今日はまだ書物にも論文にも触れていない。何かを書き残しているような感覚が内側を走っているからだ。

絶えず書くことによって、自らを規律付けていくような生活。書くことによって、自分自身をこの世界の中に刻み、そこから新たな自分を刻みだしていこうとするような生活。

すなわち、刻印からの刻成を絶えず行うような生活。自分の場合、それは書くことによってしか実現され得ないものである。

書くことによって、新たな自己が刻成される時、初めて自分が絶えず生成を続けるこの世界の中に刻印されていくことを知る。そして、自分自身がこの世界の生成の波に関与しているのだということがはっきり理解されるのだ。

しかし、それは書くことによってしか実感され得ないものであり、書くことによってしか見えてこない現象だ。書くことを通じた自己刻印と自己刻成を行い、それによってこの世界になんとか関与しようとするのが今の自分の偽らざる姿である。
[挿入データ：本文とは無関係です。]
//! Envelope carried on the shared outbound stream

use blake2::{Blake2b512, Digest};

use crate::engine::{Routing, WireMessage};
use crate::party::PartyId;

/// Unique message identifier
pub type MessageId = [u8; 32];

/// An engine's outbound message tagged with its sender.
#[derive(Debug, Clone)]
pub struct MessageEnvelope {
    pub id: MessageId,
    pub from: PartyId,
    pub payload: Vec<u8>,
    pub routing: Routing,
    pub type_tag: String,
}

impl MessageEnvelope {
    /// Wraps a wire message emitted by `from`.
    pub fn new(from: PartyId, message: WireMessage) -> Self {
        let id = message_id(&from, &message.payload);
        Self {
            id,
            from,
            payload: message.payload,
            routing: message.routing,
            type_tag: message.type_tag,
        }
    }

    pub fn is_broadcast(&self) -> bool {
        self.routing.is_broadcast()
    }

    /// Short hex form of the id for logs.
    pub fn short_id(&self) -> String {
        hex::encode(&self.id[..6])
    }
}

fn message_id(from: &PartyId, payload: &[u8]) -> MessageId {
    let mut hasher = Blake2b512::new();
    hasher.update(from.id().as_bytes());
    hasher.update([0u8]);
    hasher.update(payload);
    let digest = hasher.finalize();
    let mut id = [0u8; 32];
    id.copy_from_slice(&digest[..32]);
    id
}
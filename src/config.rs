//! Runtime configuration for a resharing run

use std::time::Duration;

use crate::error::{ReshareError, Result};

/// Capacity of the shared outbound stream unless configured otherwise.
pub const DEFAULT_OUTBOUND_CAPACITY: usize = 10;

/// Overall deadline for a run.
pub const DEFAULT_RUN_TIMEOUT: Duration = Duration::from_secs(60);

/// Deadline for generating one party's pre-parameters.
pub const DEFAULT_PRE_PARAMS_TIMEOUT: Duration = Duration::from_secs(60);

/// Largest accepted deadline (thirty years). Anything longer cannot be
/// added to the clock on every platform.
pub const MAX_TIMEOUT: Duration = Duration::from_secs(60 * 60 * 24 * 365 * 30);

/// What the orchestrator does when a message cannot be delivered.
///
/// Deliveries are never retried under either policy.
#[derive(Debug, Clone, Copy, PartialEq, Eq, Default)]
pub enum DeliveryPolicy {
    /// Record the failure and keep going; the run deadline bounds the damage.
    #[default]
    BestEffort,
    /// Fail the run on the first undeliverable message.
    FailFast,
}

#[derive(Debug, Clone)]
pub struct RunConfig {
    /// Bound on envelopes buffered between the adapters and the router
    pub outbound_capacity: usize,
    pub run_timeout: Duration,
    pub pre_params_timeout: Duration,
    pub delivery_policy: DeliveryPolicy,
}

impl Default for RunConfig {
    fn default() -> Self {
        Self {
            outbound_capacity: DEFAULT_OUTBOUND_CAPACITY,
            run_timeout: DEFAULT_RUN_TIMEOUT,
            pre_params_timeout: DEFAULT_PRE_PARAMS_TIMEOUT,
            delivery_policy: DeliveryPolicy::BestEffort,
        }
    }
}

impl RunConfig {
    pub fn with_run_timeout(mut self, timeout: Duration) -> Self {
        self.run_timeout = timeout;
        self
    }

    pub fn with_delivery_policy(mut self, policy: DeliveryPolicy) -> Self {
        self.delivery_policy = policy;
        self
    }

    pub fn with_outbound_capacity(mut self, capacity: usize) -> Self {
        self.outbound_capacity = capacity;
        self
    }
}

pub fn validate_config(config: &RunConfig) -> Result<()> {
    if config.outbound_capacity == 0 {
        return Err(ReshareError::Config(
            "outbound capacity must be at least 1".to_string(),
        ));
    }
    if config.run_timeout.is_zero() {
        return Err(ReshareError::Config(
            "run timeout must be non-zero".to_string(),
        ));
    }
    if config.pre_params_timeout.is_zero() {
        return Err(ReshareError::Config(
            "pre-params timeout must be non-zero".to_string(),
        ));
    }
    if config.run_timeout > MAX_TIMEOUT || config.pre_params_timeout > MAX_TIMEOUT {
        return Err(ReshareError::Config(format!(
            "timeouts must not exceed {}s",
            MAX_TIMEOUT.as_secs()
        )));
    }
    Ok(())
}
先ほど、ソファに腰掛け、朝食のりんごを食べながら、こうした自分の姿についてぼんやりと考えていた。このような生き方をせざるえを得ない自分について考えていたのだ。

もはやそうしなければ生きることができないという衝動的かつ無意識的な行動を生むのは、今の私が組み込まれている発達段階の作用だろう。自らの内面の成熟段階について冷静になって考えてみると、そのような生き方を超えた生き方というものがあることに否が応でも気づかされる。

だが、それがどのような生き方なのかわからないということ。そして、そうした生き方の特徴は、発達理論の説明の中にすでに記述されているが、その特徴が自らの生の中でどのように発現され、それを自らがどのように感じ取っていくのかは未知である。

次の段階の特徴を眺めることはいくらでも可能なのだが、その段階を自己の内側から生きるというのは全く次元の異なる話である。間違いなく今の私は、現在の自分の内面の成熟段階がいかほどであり、日々の行動を生む行動論理がどのような性質を持っているのかを把握している。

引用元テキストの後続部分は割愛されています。